Problem to solve: Search each line below for "guessing", then return the lines where it appears.

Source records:

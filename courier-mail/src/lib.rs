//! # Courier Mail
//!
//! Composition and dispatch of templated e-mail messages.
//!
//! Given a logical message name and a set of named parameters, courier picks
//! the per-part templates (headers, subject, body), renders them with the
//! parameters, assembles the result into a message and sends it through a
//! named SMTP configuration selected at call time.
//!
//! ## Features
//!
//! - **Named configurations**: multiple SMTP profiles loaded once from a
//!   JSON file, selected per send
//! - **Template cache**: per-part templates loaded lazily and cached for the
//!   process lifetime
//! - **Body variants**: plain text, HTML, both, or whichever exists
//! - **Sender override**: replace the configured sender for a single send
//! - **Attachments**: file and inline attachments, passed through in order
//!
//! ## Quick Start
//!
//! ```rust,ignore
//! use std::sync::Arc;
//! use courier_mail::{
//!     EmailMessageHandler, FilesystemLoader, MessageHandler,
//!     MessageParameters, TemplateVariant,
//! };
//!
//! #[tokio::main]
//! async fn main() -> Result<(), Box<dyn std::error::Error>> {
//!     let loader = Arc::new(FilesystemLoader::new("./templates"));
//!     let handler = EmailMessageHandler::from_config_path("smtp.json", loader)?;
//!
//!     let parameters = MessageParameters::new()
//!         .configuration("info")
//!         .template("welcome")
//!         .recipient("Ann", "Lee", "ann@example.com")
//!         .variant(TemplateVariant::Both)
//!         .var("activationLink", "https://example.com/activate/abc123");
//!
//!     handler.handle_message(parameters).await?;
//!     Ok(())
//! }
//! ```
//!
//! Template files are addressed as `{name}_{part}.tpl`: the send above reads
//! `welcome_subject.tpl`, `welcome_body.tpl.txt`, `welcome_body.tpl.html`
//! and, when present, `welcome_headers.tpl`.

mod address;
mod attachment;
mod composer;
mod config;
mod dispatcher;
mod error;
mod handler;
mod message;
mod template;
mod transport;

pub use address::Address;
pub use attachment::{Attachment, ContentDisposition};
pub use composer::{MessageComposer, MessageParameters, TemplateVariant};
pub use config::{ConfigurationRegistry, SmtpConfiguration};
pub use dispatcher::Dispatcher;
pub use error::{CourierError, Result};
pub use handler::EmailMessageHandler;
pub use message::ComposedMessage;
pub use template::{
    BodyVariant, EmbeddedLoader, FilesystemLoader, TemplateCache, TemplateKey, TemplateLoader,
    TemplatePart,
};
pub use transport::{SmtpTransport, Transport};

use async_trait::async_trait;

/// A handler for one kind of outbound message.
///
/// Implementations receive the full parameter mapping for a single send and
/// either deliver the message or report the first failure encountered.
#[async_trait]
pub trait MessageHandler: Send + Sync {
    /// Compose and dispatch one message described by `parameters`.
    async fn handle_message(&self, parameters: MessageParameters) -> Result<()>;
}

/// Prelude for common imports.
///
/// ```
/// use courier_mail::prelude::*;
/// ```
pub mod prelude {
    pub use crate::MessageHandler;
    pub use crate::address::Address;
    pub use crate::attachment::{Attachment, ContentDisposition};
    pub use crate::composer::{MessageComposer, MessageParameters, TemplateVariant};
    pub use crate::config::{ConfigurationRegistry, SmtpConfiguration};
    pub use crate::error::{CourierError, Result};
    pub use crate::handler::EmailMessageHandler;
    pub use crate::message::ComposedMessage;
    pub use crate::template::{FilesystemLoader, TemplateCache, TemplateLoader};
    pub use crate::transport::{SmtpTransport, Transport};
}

---

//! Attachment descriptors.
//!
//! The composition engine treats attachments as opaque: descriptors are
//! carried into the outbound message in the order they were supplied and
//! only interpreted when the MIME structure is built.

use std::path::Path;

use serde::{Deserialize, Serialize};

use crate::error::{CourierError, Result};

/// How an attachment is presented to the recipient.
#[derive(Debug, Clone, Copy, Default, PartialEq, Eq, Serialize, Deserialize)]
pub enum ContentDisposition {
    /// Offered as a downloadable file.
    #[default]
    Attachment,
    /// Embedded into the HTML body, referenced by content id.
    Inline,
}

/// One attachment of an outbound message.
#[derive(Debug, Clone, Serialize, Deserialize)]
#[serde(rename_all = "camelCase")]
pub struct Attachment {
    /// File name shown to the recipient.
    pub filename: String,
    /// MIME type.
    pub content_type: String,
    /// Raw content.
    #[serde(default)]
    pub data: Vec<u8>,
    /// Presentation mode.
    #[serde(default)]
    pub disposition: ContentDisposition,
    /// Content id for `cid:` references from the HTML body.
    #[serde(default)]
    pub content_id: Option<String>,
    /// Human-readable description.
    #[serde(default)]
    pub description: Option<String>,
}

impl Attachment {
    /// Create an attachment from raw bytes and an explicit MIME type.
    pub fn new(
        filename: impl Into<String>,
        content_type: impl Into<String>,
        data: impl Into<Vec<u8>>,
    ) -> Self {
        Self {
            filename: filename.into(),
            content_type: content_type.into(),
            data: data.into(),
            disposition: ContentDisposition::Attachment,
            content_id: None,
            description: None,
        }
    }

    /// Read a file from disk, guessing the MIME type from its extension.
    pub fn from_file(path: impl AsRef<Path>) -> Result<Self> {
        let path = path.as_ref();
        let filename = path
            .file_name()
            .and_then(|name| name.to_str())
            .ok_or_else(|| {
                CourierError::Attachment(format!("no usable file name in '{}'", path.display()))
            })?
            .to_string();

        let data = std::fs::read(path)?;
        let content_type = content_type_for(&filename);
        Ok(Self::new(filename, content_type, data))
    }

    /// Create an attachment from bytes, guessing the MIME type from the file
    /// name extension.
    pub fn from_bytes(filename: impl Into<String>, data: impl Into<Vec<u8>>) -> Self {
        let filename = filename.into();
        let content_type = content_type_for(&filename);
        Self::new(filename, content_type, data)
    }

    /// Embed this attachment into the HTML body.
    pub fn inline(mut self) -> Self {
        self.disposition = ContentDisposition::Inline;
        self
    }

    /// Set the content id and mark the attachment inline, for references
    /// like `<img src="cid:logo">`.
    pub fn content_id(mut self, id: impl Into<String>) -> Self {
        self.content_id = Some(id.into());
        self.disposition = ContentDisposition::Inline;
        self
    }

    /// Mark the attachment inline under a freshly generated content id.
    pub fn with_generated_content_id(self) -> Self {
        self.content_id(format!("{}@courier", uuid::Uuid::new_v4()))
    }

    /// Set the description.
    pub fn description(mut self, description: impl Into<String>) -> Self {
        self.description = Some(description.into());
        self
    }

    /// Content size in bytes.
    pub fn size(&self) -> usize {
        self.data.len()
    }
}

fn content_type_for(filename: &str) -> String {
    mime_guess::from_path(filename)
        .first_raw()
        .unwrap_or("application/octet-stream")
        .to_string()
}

==

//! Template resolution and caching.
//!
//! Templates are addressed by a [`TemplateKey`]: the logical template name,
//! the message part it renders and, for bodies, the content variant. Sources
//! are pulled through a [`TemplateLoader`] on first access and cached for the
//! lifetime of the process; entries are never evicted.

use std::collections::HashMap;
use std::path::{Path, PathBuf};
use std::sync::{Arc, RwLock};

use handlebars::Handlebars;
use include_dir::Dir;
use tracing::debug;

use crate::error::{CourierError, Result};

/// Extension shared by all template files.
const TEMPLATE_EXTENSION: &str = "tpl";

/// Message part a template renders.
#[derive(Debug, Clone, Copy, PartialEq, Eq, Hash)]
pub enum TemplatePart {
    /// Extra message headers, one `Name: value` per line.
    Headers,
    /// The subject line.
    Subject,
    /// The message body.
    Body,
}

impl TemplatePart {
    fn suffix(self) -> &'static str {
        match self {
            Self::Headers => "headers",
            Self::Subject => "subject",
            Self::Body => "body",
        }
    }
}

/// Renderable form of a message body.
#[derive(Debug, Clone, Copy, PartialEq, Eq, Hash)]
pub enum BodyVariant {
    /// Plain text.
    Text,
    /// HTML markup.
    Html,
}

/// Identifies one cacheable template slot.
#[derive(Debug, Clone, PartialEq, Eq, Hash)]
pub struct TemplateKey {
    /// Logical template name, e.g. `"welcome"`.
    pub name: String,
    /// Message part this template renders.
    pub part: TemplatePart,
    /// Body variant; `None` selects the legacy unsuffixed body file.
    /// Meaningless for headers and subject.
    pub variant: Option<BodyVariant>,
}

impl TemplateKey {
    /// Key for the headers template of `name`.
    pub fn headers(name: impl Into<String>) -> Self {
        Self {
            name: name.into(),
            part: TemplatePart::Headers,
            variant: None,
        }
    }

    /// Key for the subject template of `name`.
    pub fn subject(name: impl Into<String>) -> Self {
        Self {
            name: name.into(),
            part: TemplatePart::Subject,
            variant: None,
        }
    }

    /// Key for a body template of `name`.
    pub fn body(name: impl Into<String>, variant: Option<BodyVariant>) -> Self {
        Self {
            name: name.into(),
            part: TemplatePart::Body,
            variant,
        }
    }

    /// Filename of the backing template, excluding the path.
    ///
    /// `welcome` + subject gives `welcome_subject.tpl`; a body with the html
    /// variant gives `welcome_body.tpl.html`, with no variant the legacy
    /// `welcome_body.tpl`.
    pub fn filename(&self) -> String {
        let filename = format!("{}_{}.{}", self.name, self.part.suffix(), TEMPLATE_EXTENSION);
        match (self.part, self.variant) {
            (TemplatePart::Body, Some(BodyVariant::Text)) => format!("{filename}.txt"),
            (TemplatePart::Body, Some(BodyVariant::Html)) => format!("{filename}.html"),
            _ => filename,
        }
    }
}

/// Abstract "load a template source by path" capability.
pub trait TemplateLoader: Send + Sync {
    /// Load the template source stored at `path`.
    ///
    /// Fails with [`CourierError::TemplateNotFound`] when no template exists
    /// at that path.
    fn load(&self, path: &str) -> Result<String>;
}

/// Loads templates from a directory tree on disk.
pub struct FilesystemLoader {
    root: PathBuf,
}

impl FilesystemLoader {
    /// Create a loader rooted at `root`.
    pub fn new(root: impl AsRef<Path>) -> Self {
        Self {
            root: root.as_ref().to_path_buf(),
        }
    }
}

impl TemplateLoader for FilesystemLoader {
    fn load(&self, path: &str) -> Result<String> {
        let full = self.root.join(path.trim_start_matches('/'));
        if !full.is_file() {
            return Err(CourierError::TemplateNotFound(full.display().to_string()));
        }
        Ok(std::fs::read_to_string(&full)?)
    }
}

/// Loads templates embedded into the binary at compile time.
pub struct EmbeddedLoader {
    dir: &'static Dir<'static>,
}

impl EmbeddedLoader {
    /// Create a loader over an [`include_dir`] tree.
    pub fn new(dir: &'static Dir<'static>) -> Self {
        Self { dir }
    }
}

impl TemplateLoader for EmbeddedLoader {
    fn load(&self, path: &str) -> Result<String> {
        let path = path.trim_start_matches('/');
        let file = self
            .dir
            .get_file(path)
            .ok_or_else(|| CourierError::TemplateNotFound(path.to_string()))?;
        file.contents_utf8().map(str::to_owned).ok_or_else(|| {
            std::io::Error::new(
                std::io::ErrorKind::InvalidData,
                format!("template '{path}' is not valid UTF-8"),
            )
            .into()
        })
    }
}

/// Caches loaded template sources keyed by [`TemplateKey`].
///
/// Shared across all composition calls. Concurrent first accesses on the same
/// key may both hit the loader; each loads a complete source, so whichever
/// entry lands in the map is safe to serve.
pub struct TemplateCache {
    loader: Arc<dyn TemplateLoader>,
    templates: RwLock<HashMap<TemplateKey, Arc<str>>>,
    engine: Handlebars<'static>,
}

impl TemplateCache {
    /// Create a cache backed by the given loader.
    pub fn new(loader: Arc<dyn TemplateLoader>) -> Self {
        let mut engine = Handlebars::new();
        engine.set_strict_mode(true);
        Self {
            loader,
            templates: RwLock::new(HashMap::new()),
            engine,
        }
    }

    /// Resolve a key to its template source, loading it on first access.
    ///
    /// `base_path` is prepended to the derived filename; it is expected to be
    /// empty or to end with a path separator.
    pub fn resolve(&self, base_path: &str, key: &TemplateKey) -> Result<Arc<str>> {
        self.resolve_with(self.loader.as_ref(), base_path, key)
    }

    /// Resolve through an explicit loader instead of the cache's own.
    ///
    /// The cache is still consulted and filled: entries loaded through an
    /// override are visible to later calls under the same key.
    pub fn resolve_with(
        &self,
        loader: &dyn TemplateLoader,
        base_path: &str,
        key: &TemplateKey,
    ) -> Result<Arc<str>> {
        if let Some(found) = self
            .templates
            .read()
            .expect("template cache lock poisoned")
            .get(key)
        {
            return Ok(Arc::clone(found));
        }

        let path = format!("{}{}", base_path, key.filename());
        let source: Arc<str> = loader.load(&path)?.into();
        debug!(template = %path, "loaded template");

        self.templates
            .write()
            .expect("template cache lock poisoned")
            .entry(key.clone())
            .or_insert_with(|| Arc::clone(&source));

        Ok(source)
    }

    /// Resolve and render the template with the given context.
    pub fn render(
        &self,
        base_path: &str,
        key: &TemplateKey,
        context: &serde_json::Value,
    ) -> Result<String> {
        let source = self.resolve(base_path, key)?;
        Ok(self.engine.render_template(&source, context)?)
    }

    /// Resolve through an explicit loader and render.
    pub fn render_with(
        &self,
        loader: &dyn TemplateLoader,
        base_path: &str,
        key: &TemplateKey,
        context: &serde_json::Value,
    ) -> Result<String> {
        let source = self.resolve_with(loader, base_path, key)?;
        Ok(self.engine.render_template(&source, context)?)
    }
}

Response to this exercise:
    /// Read a file from disk, guessing the MIME type from its extension.
    /// Create an attachment from bytes, guessing the MIME type from the file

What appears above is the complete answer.